#### Task to complete
Would you reproduce, without any alteration, the lines from the opening line of the entries through the line that has "let cutoff = (now" in it?

#### Study material
/// 收集范围窗口内的全部分段，按时间戳升序
///
/// 窗口按尾随 N 天的分片枚举；`1h` 取一天的分片再按最近一小时过滤。
pub fn collect_segments(
    store: &Store,
    settings: &Settings,
    range: Range,
    now: DateTime<Utc>,
) -> Result<Vec<Segment>> {
    let mut out = Vec::new();
    for i in 0..range.days() {
        let day = time::day_key_days_back(&settings.time_zone, now, i);
        let key = format!("segments:{}", day);
        let segments: Vec<Segment> = store.get(Namespace::Local, &key)?.unwrap_or_default();
        out.extend(segments);
    }
    if range == Range::OneHour {
        let cutoff = (now - Duration::hours(1)).timestamp_millis();
        out.retain(|s| s.ts >= cutoff);
    }
    out.sort_by_key(|s| s.ts);
    Ok(out)
}

/// 范围窗口内按细分类汇总的秒数
pub fn range_totals(
    store: &Store,
    settings: &Settings,
    range: Range,
    now: DateTime<Utc>,
) -> Result<BTreeMap<String, u64>> {
    let mut totals = BTreeMap::new();
    for segment in collect_segments(store, settings, range, now)? {
        *totals.entry(segment.category).or_insert(0) += segment.seconds;
    }
    Ok(totals)
}

/// (域名, 分类) 排行条目
#[derive(Debug, Clone, Serialize)]
#[serde(rename_all = "camelCase")]
pub struct DomainPair {
    pub domain: String,
    pub fine: String,
    pub umbrella: Umbrella,
    pub seconds: u64,
}

/// 范围窗口内按 (域名, 分类) 聚合的秒数排行，降序截断到 limit
///
/// limit 被钳制到 [1, 50]。
pub fn top_domain_pairs(
    store: &Store,
    settings: &Settings,
    range: Range,
    limit: u32,
    now: DateTime<Utc>,
) -> Result<Vec<DomainPair>> {
    let limit = limit.clamp(1, 50) as usize;
    let mut by_pair: BTreeMap<(String, String), u64> = BTreeMap::new();
    for segment in collect_segments(store, settings, range, now)? {
        *by_pair
            .entry((segment.domain, segment.category))
            .or_insert(0) += segment.seconds;
    }
    let mut pairs: Vec<DomainPair> = by_pair
        .into_iter()
        .map(|((domain, fine), seconds)| DomainPair {
            umbrella: settings.map_to_umbrella(&fine),
            domain,
            fine,
            seconds,
        })
        .collect();
    pairs.sort_by(|a, b| b.seconds.cmp(&a.seconds));
    pairs.truncate(limit);
    Ok(pairs)
}

#[cfg(test)]
mod tests {
    use super::*;
    use chrono::TimeZone;

    fn utc_settings() -> Settings {
        Settings {
            time_zone: "UTC".to_string(),
            ..Settings::default()
        }
    }

    fn at(secs: i64) -> DateTime<Utc> {
        Utc.with_ymd_and_hms(2024, 6, 15, 12, 0, 0).unwrap() + Duration::seconds(secs)
    }

    #[test]
    fn test_settle_accrues_to_current_pair() {
        let store = Store::open_in_memory().unwrap();
        let settings = utc_settings();
        let mut ledger = Ledger::new(at(0));
        ledger.state.current_domain = "github.com".to_string();
        ledger.state.current_category = "work".to_string();

        let delta = ledger.settle(&store, &settings, at(10)).unwrap();
        assert_eq!(delta, 10);

        let stats = load_day_stats(&store, &settings, at(10)).unwrap();
        assert_eq!(stats.totals_fine.get("work"), Some(&10));
        assert_eq!(stats.totals_umbrella.get(&Umbrella::Work), Some(&10));
        assert_eq!(stats.by_domain.get("github.com").unwrap().seconds, 10);
    }

    #[test]
    fn test_settle_never_negative() {
        let store = Store::open_in_memory().unwrap();
        let settings = utc_settings();
        let mut ledger = Ledger::new(at(100));

        // 时钟回拨：增量为 0，但结算边界仍推进
        let delta = ledger.settle(&store, &settings, at(50)).unwrap();
        assert_eq!(delta, 0);
        assert_eq!(ledger.state.last_accrual, at(50));

        let stats = load_day_stats(&store, &settings, at(50)).unwrap();
        assert_eq!(stats.fine_total(), 0);
    }

    #[test]
    fn test_zero_delta_settle_is_idempotent() {
        let store = Store::open_in_memory().unwrap();
        let settings = utc_settings();
        let mut ledger = Ledger::new(at(0));

        ledger.settle(&store, &settings, at(5)).unwrap();
        let before = load_day_stats(&store, &settings, at(5)).unwrap();
        ledger.settle(&store, &settings, at(5)).unwrap();
        let after = load_day_stats(&store, &settings, at(5)).unwrap();
        assert_eq!(before.fine_total(), after.fine_total());

        let segments = collect_segments(&store, &settings, Range::OneDay, at(5)).unwrap();
        assert_eq!(segments.len(), 1);
    }

    #[test]
    fn test_switch_credits_old_category_first() {
        let store = Store::open_in_memory().unwrap();
        let settings = utc_settings();
        let mut ledger = Ledger::new(at(0));
        ledger.state.current_category = "work".to_string();

        // work 活跃 10 秒后切到 entertainment
        let switched = ledger
            .apply_category(&store, &settings, "entertainment", at(10))
            .unwrap();
        assert!(switched);
        assert_eq!(ledger.state.last_switch, at(10));

        // entertainment 从切换时刻起计
        ledger.settle(&store, &settings, at(25)).unwrap();

        let stats = load_day_stats(&store, &settings, at(25)).unwrap();
        assert_eq!(stats.totals_fine.get("work"), Some(&10));
        assert_eq!(stats.totals_fine.get("entertainment"), Some(&15));
    }

    #[test]
    fn test_same_category_is_noop() {
        let store = Store::open_in_memory().unwrap();
        let settings = utc_settings();
        let mut ledger = Ledger::new(at(0));
        ledger.state.current_category = "work".to_string();

        let switched = ledger.apply_category(&store, &settings, "work", at(10)).unwrap();
        assert!(!switched);
        // 时钟不动，时间继续归属同一分类
        assert_eq!(ledger.state.last_accrual, at(0));
    }

    #[test]
    fn test_conservation_across_switches() {
        let store = Store::open_in_memory().unwrap();
        let settings = utc_settings();
        let mut ledger = Ledger::new(at(0));
        ledger.state.current_domain = "a.com".to_string();
        ledger.state.current_category = "work".to_string();

        ledger.settle(&store, &settings, at(7)).unwrap();
        ledger.apply_category(&store, &settings, "social", at(12)).unwrap();
        ledger.note_domain(&store, &settings, "b.com", at(20)).unwrap();
        ledger.apply_category(&store, &settings, "entertainment", at(33)).unwrap();
        ledger.settle(&store, &settings, at(60)).unwrap();

        let stats = load_day_stats(&store, &settings, at(60)).unwrap();
        let segments = collect_segments(&store, &settings, Range::OneDay, at(60)).unwrap();
        let segment_total: u64 = segments.iter().map(|s| s.seconds).sum();

        assert_eq!(stats.fine_total(), 60);
        assert_eq!(stats.umbrella_total(), 60);
        assert_eq!(segment_total, 60);
    }

    #[test]
    fn test_domain_switch_settles_to_old_domain() {
        let store = Store::open_in_memory().unwrap();
        let settings = utc_settings();
        let mut ledger = Ledger::new(at(0));
        ledger.state.current_domain = "old.com".to_string();
        ledger.state.current_category = "work".to_string();

        ledger.note_domain(&store, &settings, "new.com", at(8)).unwrap();
        assert_eq!(ledger.state.current_domain, "new.com");

        let stats = load_day_stats(&store, &settings, at(8)).unwrap();
        assert_eq!(stats.by_domain.get("old.com").unwrap().seconds, 8);
        assert!(stats.by_domain.get("new.com").is_none());
    }

    #[test]
    fn test_by_domain_display_fields_last_write_wins() {
        let store = Store::open_in_memory().unwrap();
        let settings = utc_settings();
        let mut ledger = Ledger::new(at(0));
        ledger.state.current_domain = "site.com".to_string();
        ledger.state.current_category = "work".to_string();

        ledger.settle(&store, &settings, at(10)).unwrap();
        ledger.apply_category(&store, &settings, "social", at(10)).unwrap();
        ledger.settle(&store, &settings, at(30)).unwrap();

        let stats = load_day_stats(&store, &settings, at(30)).unwrap();
        let entry = stats.by_domain.get("site.com").unwrap();
        // 秒数累加，展示字段取最近一次
        assert_eq!(entry.seconds, 30);
        assert_eq!(entry.category, "social");
        assert_eq!(entry.umbrella, Umbrella::Rest);
    }

    #[test]
    fn test_day_index_bounded_at_400() {
        let store = Store::open_in_memory().unwrap();
        let settings = utc_settings();
        let mut ledger = Ledger::new(at(0));

        // 401 个不同日历日各结算一次
        for i in 0..401 {
            let now = at(0) + Duration::days(i);
            ledger.settle(&store, &settings, now).unwrap();
        }

        let days: Vec<String> = store
            .get(Namespace::Local, DAY_INDEX_KEY)
            .unwrap()
            .unwrap();
        assert_eq!(days.len(), MAX_TRACKED_DAYS);
        // 最旧的（第 0 天）被淘汰
        assert_eq!(days.first().map(String::as_str), Some("2024-06-16"));
    }

    #[test]
    fn test_one_hour_range_filters_by_timestamp() {
        let store = Store::open_in_memory().unwrap();
        let settings = utc_settings();
        let mut ledger = Ledger::new(at(0));

        ledger.settle(&store, &settings, at(60)).unwrap(); // 早于窗口
        ledger.settle(&store, &settings, at(4000)).unwrap(); // 窗口内

        let now = at(4100);
        let segments = collect_segments(&store, &settings, Range::OneHour, now).unwrap();
        assert_eq!(segments.len(), 1);
        assert_eq!(segments[0].ts, at(4000).timestamp_millis());

        let all = collect_segments(&store, &settings, Range::OneDay, now).unwrap();
        assert_eq!(all.len(), 2);
    }

    #[test]
    fn test_top_domain_pairs_sorted_and_clamped() {
        let store = Store::open_in_memory().unwrap();
        let settings = utc_settings();
        let mut ledger = Ledger::new(at(0));

        ledger.state.current_domain = "a.com".to_string();
        ledger.state.current_category = "work".to_string();
        ledger.settle(&store, &settings, at(10)).unwrap();

        ledger.state.current_domain = "b.com".to_string();
        ledger.state.current_category = "entertainment".to_string();
        ledger.settle(&store, &settings, at(40)).unwrap();

        let pairs = top_domain_pairs(&store, &settings, Range::OneDay, 10, at(41)).unwrap();
        assert_eq!(pairs.len(), 2);
        assert_eq!(pairs[0].domain, "b.com");
        assert_eq!(pairs[0].seconds, 30);
        assert_eq!(pairs[0].umbrella, Umbrella::Rest);

        // limit 为 0 时钳制到 1
        let clamped = top_domain_pairs(&store, &settings, Range::OneDay, 0, at(41)).unwrap();
        assert_eq!(clamped.len(), 1);
    }

    #[test]
    fn test_range_totals_by_fine_category() {
        let store = Store::open_in_memory().unwrap();
        let settings = utc_settings();
        let mut ledger = Ledger::new(at(0));
        ledger.state.current_category = "work".to_string();

        ledger.settle(&store, &settings, at(10)).unwrap();
        ledger.apply_category(&store, &settings, "social", at(10)).unwrap();
        ledger.settle(&store, &settings, at(18)).unwrap();

        let totals = range_totals(&store, &settings, Range::SevenDays, at(20)).unwrap();
        assert_eq!(totals.get("work"), Some(&10));
        assert_eq!(totals.get("social"), Some(&8));
    }

    #[test]
    fn test_range_serde_tokens() {
        assert_eq!(serde_json::to_string(&Range::OneHour).unwrap(), "\"1h\"");
        assert_eq!(serde_json::to_string(&Range::OneMonth).unwrap(), "\"1mo\"");
        let parsed: Range = serde_json::from_str("\"7d\"").unwrap();
        assert_eq!(parsed, Range::SevenDays);
    }
}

#### Your response
/// 收集范围窗口内的全部分段，按时间戳升序
///
/// 窗口按尾随 N 天的分片枚举；`1h` 取一天的分片再按最近一小时过滤。
pub fn collect_segments(
    store: &Store,
    settings: &Settings,
    range: Range,
    now: DateTime<Utc>,
) -> Result<Vec<Segment>> {
    let mut out = Vec::new();
    for i in 0..range.days() {
        let day = time::day_key_days_back(&settings.time_zone, now, i);
        let key = format!("segments:{}", day);
        let segments: Vec<Segment> = store.get(Namespace::Local, &key)?.unwrap_or_default();
        out.extend(segments);
    }
    if range == Range::OneHour {
        let cutoff = (now - Duration::hours(1)).timestamp_millis();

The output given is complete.